In the beginning, though, it was a little more hardcore. There were exotic routes, training for marathons — Van Vleck has run six of them — and running times were paramount. Now, there is a slightly different way most measure their fitness levels.

“It is key that you are in shape enough to talk while you run,” Van Vleck says.

•••

If you want to debate, you need to be in even better shape. And if you are going to run with this group, you might want to be prepared to debate.

“It is a real diverse group of people,” said Jim Guthrie, a business professor and 24-year member of the group. “But the common denominator is nice people, friendly people, and sometimes opinionated people.”

“What the hell are you talking about?” Ann Cudd, professor of philosophy and vice provost and dean of undergraduate studies, yells back to Guthrie from the front of the pack.
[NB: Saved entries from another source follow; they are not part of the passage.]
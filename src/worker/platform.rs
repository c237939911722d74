//! Seams between the handlers and the host platform.
//!
//! Handlers never touch browser APIs directly; they receive these trait objects. The
//! browser bindings live in `worker::wasm`, in-memory versions in `worker::memory`.

use async_trait::async_trait;

use crate::worker::error::WorkerResult;
use crate::worker::lifecycle::CloseReason;
use crate::worker::types::{ClientWindow, FetchRequest, FetchResponse, NotificationRecord};

/// Displays and dismisses system notifications.
#[cfg_attr(all(feature = "wasm-web", target_arch = "wasm32"), async_trait(?Send))]
#[cfg_attr(not(all(feature = "wasm-web", target_arch = "wasm32")), async_trait)]
pub trait NotificationCenter: Send + Sync {
    async fn show_notification(&self, record: &NotificationRecord) -> WorkerResult<()>;

    /// Closes the notification if it is still visible. Closing twice is a no-op.
    async fn close_notification(
        &self,
        record: &NotificationRecord,
        reason: CloseReason,
    ) -> WorkerResult<()>;
}

/// Access to the application's open windows.
#[cfg_attr(all(feature = "wasm-web", target_arch = "wasm32"), async_trait(?Send))]
#[cfg_attr(not(all(feature = "wasm-web", target_arch = "wasm32")), async_trait)]
pub trait ClientRegistry: Send + Sync {
    /// Every window client in scope, including ones this worker does not control yet.
    /// Order is platform-defined.
    async fn window_clients(&self) -> WorkerResult<Vec<ClientWindow>>;

    async fn focus(&self, client: &ClientWindow) -> WorkerResult<ClientWindow>;

    fn can_open_window(&self) -> bool;

    async fn open_window(&self, url: &str) -> WorkerResult<Option<ClientWindow>>;

    /// Takes control of uncontrolled clients in scope.
    async fn claim(&self) -> WorkerResult<()>;
}

/// Named response caches shared by every worker activation.
#[cfg_attr(all(feature = "wasm-web", target_arch = "wasm32"), async_trait(?Send))]
#[cfg_attr(not(all(feature = "wasm-web", target_arch = "wasm32")), async_trait)]
pub trait CacheStore: Send + Sync {
    async fn get(&self, cache_name: &str, key: &str) -> WorkerResult<Option<FetchResponse>>;

    async fn put(&self, cache_name: &str, key: &str, response: FetchResponse) -> WorkerResult<()>;

    async fn delete(&self, cache_name: &str, key: &str) -> WorkerResult<bool>;

    async fn keys(&self, cache_name: &str) -> WorkerResult<Vec<String>>;

    async fn cache_names(&self) -> WorkerResult<Vec<String>>;

    async fn delete_cache(&self, cache_name: &str) -> WorkerResult<bool>;
}

#[cfg_attr(all(feature = "wasm-web", target_arch = "wasm32"), async_trait(?Send))]
#[cfg_attr(not(all(feature = "wasm-web", target_arch = "wasm32")), async_trait)]
pub trait NetworkFetcher: Send + Sync {
    async fn fetch(&self, request: &FetchRequest) -> WorkerResult<FetchResponse>;
}

/// Deferred work run when the recognised sync tag fires.
///
/// The platform may redeliver a tag, so implementations must tolerate repeated calls.
/// Returning an error lets the platform reschedule under its own backoff policy.
#[cfg_attr(all(feature = "wasm-web", target_arch = "wasm32"), async_trait(?Send))]
#[cfg_attr(not(all(feature = "wasm-web", target_arch = "wasm32")), async_trait)]
pub trait SyncRoutine: Send + Sync {
    async fn run(&self, tag: &str) -> WorkerResult<()>;
}
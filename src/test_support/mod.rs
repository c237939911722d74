//! Test utilities shared across crate-level unit tests.

pub mod http;

pub use http::{asset_server, start_mock_server};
I lose the pencil from behind my ear, and perhaps half a lung, but eventually I catch up with Cudd to quiz her on this alleged opinionated nature. She admits that perhaps there have been a few debates.
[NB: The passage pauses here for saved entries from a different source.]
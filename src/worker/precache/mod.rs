//! Precache router.
//!
//! Build artifacts listed in the [`PrecacheManifest`] are written to a versioned cache at
//! install time and served from it afterwards, before any network request is made.

mod manifest;
mod url_match;

use std::collections::{BTreeMap, BTreeSet};
use std::sync::LazyLock;

use url::Url;

pub use manifest::{PrecacheEntry, PrecacheManifest};
pub use url_match::{cache_key, url_variations, without_ignored_parameters};

use crate::logger::Logger;
use crate::worker::constants::PRECACHE_COMPONENT_NAME;
use crate::worker::error::{
    invalid_argument, precache_conflicting_entries, precache_fetch_failed, WorkerResult,
};
use crate::worker::platform::{CacheStore, NetworkFetcher};
use crate::worker::settings::PrecacheSettings;
use crate::worker::types::{FetchRequest, FetchResponse};

static LOGGER: LazyLock<Logger> = LazyLock::new(|| Logger::new(PRECACHE_COMPONENT_NAME));

#[derive(Clone, Copy, Debug, PartialEq, Eq)]
pub enum ResponseSource {
    Precache,
    Network,
}

#[derive(Clone, Debug, PartialEq, Eq)]
pub struct FetchOutcome {
    pub response: FetchResponse,
    pub source: ResponseSource,
}

#[derive(Clone, Debug, Default, PartialEq, Eq)]
pub struct InstallReport {
    /// URLs fetched and stored during this install.
    pub updated: Vec<String>,
    /// URLs already stored at their current revision.
    pub not_updated: Vec<String>,
}

#[derive(Clone, Debug, Default, PartialEq, Eq)]
pub struct ActivateReport {
    /// Keys removed from the current cache because the manifest no longer lists them.
    pub deleted_keys: Vec<String>,
    /// Older precache generations that were dropped.
    pub deleted_caches: Vec<String>,
}

#[derive(Clone, Debug)]
struct Route {
    url: Url,
    revision: Option<String>,
    cache_key: String,
}

#[derive(Clone, Debug)]
pub struct PrecacheController {
    settings: PrecacheSettings,
    cache_name: String,
    /// Keyed by the absolute URL without fragment or revision.
    routes: BTreeMap<String, Route>,
}

impl PrecacheController {
    /// Resolves every manifest entry against `scope`.
    ///
    /// Exact duplicates collapse; the same URL with two different revisions is an error.
    pub fn new(
        manifest: &PrecacheManifest,
        scope: &Url,
        settings: PrecacheSettings,
    ) -> WorkerResult<Self> {
        let mut routes: BTreeMap<String, Route> = BTreeMap::new();
        for entry in manifest.entries() {
            let url = scope.join(&entry.url).map_err(|err| {
                invalid_argument(format!("Invalid precache URL '{}': {err}", entry.url))
            })?;
            let url = url_match::without_fragment(&url);
            let lookup = url.to_string();

            if let Some(existing) = routes.get(&lookup) {
                if existing.revision != entry.revision {
                    return Err(precache_conflicting_entries(
                        &lookup,
                        existing.revision.as_deref().unwrap_or("<none>"),
                        entry.revision.as_deref().unwrap_or("<none>"),
                    ));
                }
                continue;
            }

            let cache_key = cache_key(&url, entry.revision.as_deref());
            routes.insert(
                lookup,
                Route {
                    url,
                    revision: entry.revision.clone(),
                    cache_key,
                },
            );
        }

        Ok(Self {
            cache_name: settings.cache_name(),
            settings,
            routes,
        })
    }

    pub fn cache_name(&self) -> &str {
        &self.cache_name
    }

    pub fn len(&self) -> usize {
        self.routes.len()
    }

    pub fn is_empty(&self) -> bool {
        self.routes.is_empty()
    }

    /// Every cache key of the current manifest.
    pub fn cache_keys(&self) -> Vec<String> {
        self.routes.values().map(|route| route.cache_key.clone()).collect()
    }

    /// The revision recorded for `url`, if it is precached.
    pub fn revision_for(&self, url: &str) -> Option<&str> {
        let url = Url::parse(url).ok()?;
        self.routes
            .get(url_match::without_fragment(&url).as_str())
            .and_then(|route| route.revision.as_deref())
    }

    /// Route decision for a request URL: the cache key that answers it, if any.
    ///
    /// Synchronous so a browser fetch listener can decide whether to respond at all.
    pub fn cache_key_for(&self, url: &str) -> Option<&str> {
        let url = Url::parse(url).ok()?;
        url_variations(&url, &self.settings)
            .iter()
            .find_map(|candidate| self.routes.get(candidate.as_str()))
            .map(|route| route.cache_key.as_str())
    }

    /// Stores every entry missing from the current cache.
    pub async fn install(
        &self,
        cache: &dyn CacheStore,
        network: &dyn NetworkFetcher,
    ) -> WorkerResult<InstallReport> {
        let stored: BTreeSet<String> = cache.keys(&self.cache_name).await?.into_iter().collect();
        let mut report = InstallReport::default();

        for route in self.routes.values() {
            if stored.contains(&route.cache_key) {
                report.not_updated.push(route.url.to_string());
                continue;
            }

            let response = network
                .fetch(&FetchRequest::get(route.url.as_str()))
                .await
                .map_err(|err| {
                    precache_fetch_failed(format!("Failed to fetch {}: {err}", route.url))
                })?;
            if !response.ok() {
                return Err(precache_fetch_failed(format!(
                    "Fetching {} returned status {}",
                    route.url, response.status
                )));
            }
            cache.put(&self.cache_name, &route.cache_key, response).await?;
            report.updated.push(route.url.to_string());
        }

        LOGGER.info(format!(
            "precached {} file(s), {} already up to date",
            report.updated.len(),
            report.not_updated.len()
        ));
        Ok(report)
    }

    /// Drops stale keys from the current cache and deletes older precache generations.
    pub async fn activate(&self, cache: &dyn CacheStore) -> WorkerResult<ActivateReport> {
        let expected: BTreeSet<String> = self.cache_keys().into_iter().collect();
        let mut report = ActivateReport::default();

        for key in cache.keys(&self.cache_name).await? {
            if !expected.contains(&key) && cache.delete(&self.cache_name, &key).await? {
                report.deleted_keys.push(key);
            }
        }

        let generation_prefix = format!("{}-", self.settings.cache_name_prefix);
        for name in cache.cache_names().await? {
            if name != self.cache_name
                && name.starts_with(&generation_prefix)
                && cache.delete_cache(&name).await?
            {
                report.deleted_caches.push(name);
            }
        }

        if !report.deleted_keys.is_empty() || !report.deleted_caches.is_empty() {
            LOGGER.debug(format!(
                "removed {} stale entr(ies) and {} outdated cache(s)",
                report.deleted_keys.len(),
                report.deleted_caches.len()
            ));
        }
        Ok(report)
    }

    /// Answers a request from the precache when routed, otherwise from the network.
    pub async fn handle_fetch(
        &self,
        cache: &dyn CacheStore,
        network: &dyn NetworkFetcher,
        request: &FetchRequest,
    ) -> WorkerResult<FetchOutcome> {
        if request.is_get() {
            if let Some(key) = self.cache_key_for(&request.url) {
                if let Some(response) = cache.get(&self.cache_name, key).await? {
                    return Ok(FetchOutcome {
                        response,
                        source: ResponseSource::Precache,
                    });
                }
                LOGGER.warn(format!(
                    "{} is precached as {key} but missing from {}; using network",
                    request.url, self.cache_name
                ));
            }
        }

        let response = network.fetch(request).await?;
        Ok(FetchOutcome {
            response,
            source: ResponseSource::Network,
        })
    }
}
“I have carried on a number of important philosophical arguments here,” Cudd says.

“Important to someone, I’m sure,” Guthrie yells from a few steps behind.
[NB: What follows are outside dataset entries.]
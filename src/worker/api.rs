use std::fmt;
use std::sync::{Arc, LazyLock};

use crate::logger::Logger;
use crate::worker::click::{handle_close, route_click, ClickOutcome, NotificationClick};
use crate::worker::constants::WORKER_COMPONENT_NAME;
use crate::worker::error::WorkerResult;
use crate::worker::memory::{MemoryCacheStore, MemoryClients, MemoryNotificationCenter};
use crate::worker::platform::{
    CacheStore, ClientRegistry, NetworkFetcher, NotificationCenter, SyncRoutine,
};
use crate::worker::precache::{
    ActivateReport, FetchOutcome, InstallReport, PrecacheController, PrecacheManifest,
};
use crate::worker::push::handle_push;
use crate::worker::settings::WorkerSettings;
use crate::worker::sync::{handle_sync, DeferredRetry, SyncOutcome};
use crate::worker::types::{FetchRequest, NotificationRecord, SyncEvent};

static LOGGER: LazyLock<Logger> = LazyLock::new(|| Logger::new(WORKER_COMPONENT_NAME));

/// Everything the host platform can deliver to the worker.
#[derive(Clone, Debug, PartialEq)]
pub enum WorkerEvent {
    Install,
    Activate,
    Fetch(FetchRequest),
    /// Raw push message body, if the message carried one.
    Push(Option<Vec<u8>>),
    NotificationClick(NotificationClick),
    NotificationClose(NotificationRecord),
    Sync(SyncEvent),
}

impl WorkerEvent {
    /// DOM event name, for logs.
    pub fn kind(&self) -> &'static str {
        match self {
            WorkerEvent::Install => "install",
            WorkerEvent::Activate => "activate",
            WorkerEvent::Fetch(_) => "fetch",
            WorkerEvent::Push(_) => "push",
            WorkerEvent::NotificationClick(_) => "notificationclick",
            WorkerEvent::NotificationClose(_) => "notificationclose",
            WorkerEvent::Sync(_) => "sync",
        }
    }
}

#[derive(Clone, Debug, PartialEq)]
pub enum EventOutcome {
    Installed {
        report: InstallReport,
        /// The host should call `skipWaiting()` on the global scope.
        skip_waiting: bool,
    },
    Activated {
        report: ActivateReport,
        claimed: bool,
    },
    Fetched(FetchOutcome),
    Displayed(NotificationRecord),
    Clicked(ClickOutcome),
    Closed,
    Synced(SyncOutcome),
}

/// The service worker core: settings, precache routes and the platform it runs on.
///
/// Cloning is cheap and clones share the same platform handles. The worker holds no
/// mutable state of its own between events.
#[derive(Clone)]
pub struct ServiceWorker {
    inner: Arc<ServiceWorkerInner>,
}

struct ServiceWorkerInner {
    settings: WorkerSettings,
    precache: PrecacheController,
    notifications: Arc<dyn NotificationCenter>,
    clients: Arc<dyn ClientRegistry>,
    cache: Arc<dyn CacheStore>,
    network: Arc<dyn NetworkFetcher>,
    sync_routine: Arc<dyn SyncRoutine>,
}

impl fmt::Debug for ServiceWorker {
    fn fmt(&self, f: &mut fmt::Formatter<'_>) -> fmt::Result {
        f.debug_struct("ServiceWorker")
            .field("scope", &self.inner.settings.scope)
            .field("precache_cache", &self.inner.precache.cache_name())
            .field("precache_routes", &self.inner.precache.len())
            .finish()
    }
}

impl ServiceWorker {
    pub fn builder(settings: WorkerSettings) -> ServiceWorkerBuilder {
        ServiceWorkerBuilder::new(settings)
    }

    pub fn settings(&self) -> &WorkerSettings {
        &self.inner.settings
    }

    pub fn precache(&self) -> &PrecacheController {
        &self.inner.precache
    }

    /// Runs the handler for `event` to completion.
    ///
    /// The returned future settles exactly when the platform may reclaim the worker for
    /// this event. Errors are logged and returned unchanged.
    pub async fn handle(&self, event: WorkerEvent) -> WorkerResult<EventOutcome> {
        let kind = event.kind();
        let result = self.handle_event(event).await;
        if let Err(err) = &result {
            LOGGER.warn(format!("{kind} handler failed: {err}"));
        }
        result
    }

    async fn handle_event(&self, event: WorkerEvent) -> WorkerResult<EventOutcome> {
        let inner = &self.inner;
        match event {
            WorkerEvent::Install => {
                let report = inner
                    .precache
                    .install(inner.cache.as_ref(), inner.network.as_ref())
                    .await?;
                Ok(EventOutcome::Installed {
                    report,
                    skip_waiting: inner.settings.skip_waiting,
                })
            }
            WorkerEvent::Activate => {
                let report = inner.precache.activate(inner.cache.as_ref()).await?;
                let claimed = inner.settings.clients_claim;
                if claimed {
                    inner.clients.claim().await?;
                }
                Ok(EventOutcome::Activated { report, claimed })
            }
            WorkerEvent::Fetch(request) => inner
                .precache
                .handle_fetch(inner.cache.as_ref(), inner.network.as_ref(), &request)
                .await
                .map(EventOutcome::Fetched),
            WorkerEvent::Push(body) => handle_push(
                inner.notifications.as_ref(),
                &inner.settings.notification,
                body.as_deref(),
            )
            .await
            .map(EventOutcome::Displayed),
            WorkerEvent::NotificationClick(click) => {
                route_click(inner.notifications.as_ref(), inner.clients.as_ref(), &click)
                    .await
                    .map(EventOutcome::Clicked)
            }
            WorkerEvent::NotificationClose(record) => {
                handle_close(inner.notifications.as_ref(), &record).await?;
                Ok(EventOutcome::Closed)
            }
            WorkerEvent::Sync(event) => {
                handle_sync(&inner.settings.sync, inner.sync_routine.as_ref(), &event)
                    .await
                    .map(EventOutcome::Synced)
            }
        }
    }
}

/// Assembles a [`ServiceWorker`]. Unset platform pieces fall back to the in-memory
/// implementations and, natively, to [`crate::worker::HttpFetcher`] for the network.
pub struct ServiceWorkerBuilder {
    settings: WorkerSettings,
    manifest: PrecacheManifest,
    notifications: Option<Arc<dyn NotificationCenter>>,
    clients: Option<Arc<dyn ClientRegistry>>,
    cache: Option<Arc<dyn CacheStore>>,
    network: Option<Arc<dyn NetworkFetcher>>,
    sync_routine: Option<Arc<dyn SyncRoutine>>,
}

impl ServiceWorkerBuilder {
    pub fn new(settings: WorkerSettings) -> Self {
        Self {
            settings,
            manifest: PrecacheManifest::default(),
            notifications: None,
            clients: None,
            cache: None,
            network: None,
            sync_routine: None,
        }
    }

    /// Settings and manifest injected by the build or the host environment.
    pub fn from_environment() -> WorkerResult<Self> {
        let settings = WorkerSettings::from_environment()?;
        let manifest = PrecacheManifest::from_environment()?;
        Ok(Self::new(settings).manifest(manifest))
    }

    pub fn manifest(mut self, manifest: PrecacheManifest) -> Self {
        self.manifest = manifest;
        self
    }

    pub fn scope(mut self, scope: impl Into<String>) -> Self {
        self.settings.scope = scope.into();
        self
    }

    pub fn notifications(mut self, notifications: Arc<dyn NotificationCenter>) -> Self {
        self.notifications = Some(notifications);
        self
    }

    pub fn clients(mut self, clients: Arc<dyn ClientRegistry>) -> Self {
        self.clients = Some(clients);
        self
    }

    pub fn cache(mut self, cache: Arc<dyn CacheStore>) -> Self {
        self.cache = Some(cache);
        self
    }

    pub fn network(mut self, network: Arc<dyn NetworkFetcher>) -> Self {
        self.network = Some(network);
        self
    }

    pub fn sync_routine(mut self, routine: Arc<dyn SyncRoutine>) -> Self {
        self.sync_routine = Some(routine);
        self
    }

    /// Validates the settings, applies the log level and resolves the precache routes.
    pub fn build(self) -> WorkerResult<ServiceWorker> {
        self.settings.validate()?;
        self.settings.apply_log_level()?;
        let scope = self.settings.scope_url()?;
        let precache =
            PrecacheController::new(&self.manifest, &scope, self.settings.precache.clone())?;

        let network = match self.network {
            Some(network) => network,
            None => default_network()?,
        };

        let inner = ServiceWorkerInner {
            precache,
            notifications: self
                .notifications
                .unwrap_or_else(|| Arc::new(MemoryNotificationCenter::new())),
            clients: self.clients.unwrap_or_else(|| Arc::new(MemoryClients::new())),
            cache: self.cache.unwrap_or_else(|| Arc::new(MemoryCacheStore::new())),
            network,
            sync_routine: self.sync_routine.unwrap_or_else(|| Arc::new(DeferredRetry)),
            settings: self.settings,
        };
        LOGGER.debug(format!(
            "worker built for scope {scope} with {} precache route(s)",
            inner.precache.len()
        ));
        Ok(ServiceWorker {
            inner: Arc::new(inner),
        })
    }
}

#[cfg(not(target_arch = "wasm32"))]
fn default_network() -> WorkerResult<Arc<dyn NetworkFetcher>> {
    Ok(Arc::new(crate::worker::http::HttpFetcher::new()?))
}

#[cfg(target_arch = "wasm32")]
fn default_network() -> WorkerResult<Arc<dyn NetworkFetcher>> {
    Err(crate::worker::error::invalid_argument(
        "A network fetcher must be provided on wasm32 targets",
    ))
}

#[cfg(all(test, not(target_arch = "wasm32")))]
mod tests {
    use super::*;
    use crate::worker::memory::StaticNetwork;
    use crate::worker::precache::{PrecacheEntry, ResponseSource};
    use crate::worker::types::FetchResponse;

    struct Fixture {
        worker: ServiceWorker,
        notifications: Arc<MemoryNotificationCenter>,
        clients: Arc<MemoryClients>,
        network: Arc<StaticNetwork>,
    }

    fn fixture(settings: WorkerSettings) -> Fixture {
        let notifications = Arc::new(MemoryNotificationCenter::new());
        let clients = Arc::new(MemoryClients::with_windows(["https://app.example/cards/42"]));
        let network = Arc::new(
            StaticNetwork::new()
                .route("https://app.example/index.html", FetchResponse::new(200, "<html>")),
        );
        let worker = ServiceWorker::builder(settings)
            .scope("https://app.example/")
            .manifest(PrecacheManifest::new(vec![PrecacheEntry::new(
                "/index.html",
                Some("r1".into()),
            )]))
            .notifications(notifications.clone())
            .clients(clients.clone())
            .network(network.clone())
            .build()
            .unwrap();
        Fixture {
            worker,
            notifications,
            clients,
            network,
        }
    }

    #[tokio::test(flavor = "current_thread")]
    async fn install_activate_and_fetch() {
        let settings = WorkerSettings {
            skip_waiting: true,
            clients_claim: true,
            ..Default::default()
        };
        let Fixture {
            worker,
            clients,
            network,
            ..
        } = fixture(settings);

        match worker.handle(WorkerEvent::Install).await.unwrap() {
            EventOutcome::Installed { report, skip_waiting } => {
                assert_eq!(report.updated, vec!["https://app.example/index.html".to_string()]);
                assert!(skip_waiting);
            }
            other => panic!("unexpected outcome {other:?}"),
        }
        match worker.handle(WorkerEvent::Activate).await.unwrap() {
            EventOutcome::Activated { claimed, .. } => assert!(claimed),
            other => panic!("unexpected outcome {other:?}"),
        }
        assert!(clients.claimed());

        let fetched = worker
            .handle(WorkerEvent::Fetch(FetchRequest::navigate("https://app.example/")))
            .await
            .unwrap();
        match fetched {
            EventOutcome::Fetched(outcome) => assert_eq!(outcome.source, ResponseSource::Precache),
            other => panic!("unexpected outcome {other:?}"),
        }
        assert_eq!(network.requests().len(), 1);
    }

    #[tokio::test(flavor = "current_thread")]
    async fn push_then_click_focuses_existing_window() {
        let Fixture {
            worker,
            notifications,
            clients,
            ..
        } = fixture(WorkerSettings::default());

        let record = match worker
            .handle(WorkerEvent::Push(Some(br#"{"title":"Hi","url":"/cards/42"}"#.to_vec())))
            .await
            .unwrap()
        {
            EventOutcome::Displayed(record) => record,
            other => panic!("unexpected outcome {other:?}"),
        };
        assert_eq!(record.title, "Hi");
        assert_eq!(notifications.visible().len(), 1);

        let outcome = worker
            .handle(WorkerEvent::NotificationClick(NotificationClick::new(record)))
            .await
            .unwrap();
        assert!(matches!(outcome, EventOutcome::Clicked(ClickOutcome::Focused(_))));
        assert!(notifications.visible().is_empty());
        assert!(clients.opened_urls().is_empty());
    }

    #[tokio::test(flavor = "current_thread")]
    async fn sync_tags_are_filtered() {
        let Fixture { worker, .. } = fixture(WorkerSettings::default());
        let ignored = worker
            .handle(WorkerEvent::Sync(SyncEvent::new("newsletter")))
            .await
            .unwrap();
        assert_eq!(ignored, EventOutcome::Synced(SyncOutcome::Ignored));
        let completed = worker
            .handle(WorkerEvent::Sync(SyncEvent::new("sync-data")))
            .await
            .unwrap();
        assert_eq!(completed, EventOutcome::Synced(SyncOutcome::Completed));
    }

    #[test]
    fn invalid_settings_fail_build() {
        let settings = WorkerSettings {
            scope: "nowhere".into(),
            ..Default::default()
        };
        let err = ServiceWorker::builder(settings)
            .network(Arc::new(StaticNetwork::new()))
            .build()
            .unwrap_err();
        assert_eq!(err.code_str(), "sw/invalid-settings");
    }
}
A midday run, surprisingly, is a good place for a debate, she says. Cudd, who has been running since she was 10, has been known to run faster and faster to try to keep the other debater from breathing.

“You can win an argument that way,” she says.

At the moment, Cudd could propose that my wife get an unlimited line of credit and I would be defenseless to refute it. I’m winded and I’m thinking about quitting, but I remember what several other runners told me early in the day.

“I used to spend lunch at my desk all the time,” says Marcia Powers, who works in the dean’s office of the College of Liberal Arts and Sciences. “I definitely have a better afternoon if I get out and do this.”

The master of the group, Van Vleck, agrees that a noon hour run will make for a better second half of the day.

“Well, provided that I can get a nap in, it does,” he says.

A nap — now there’s a reason for me to keep going.

•••

How long this group will keep going is an open question. Once it wasn’t uncommon for about 30 people to take part in the runs. Now, a dozen is a pretty decent turnout.

Running isn’t any less popular, group members believe. But jobs that allow people to take a full lunch hour for a run may be. That’s a shame, several runners say, because running alone on a treadmill won’t give you the same experience.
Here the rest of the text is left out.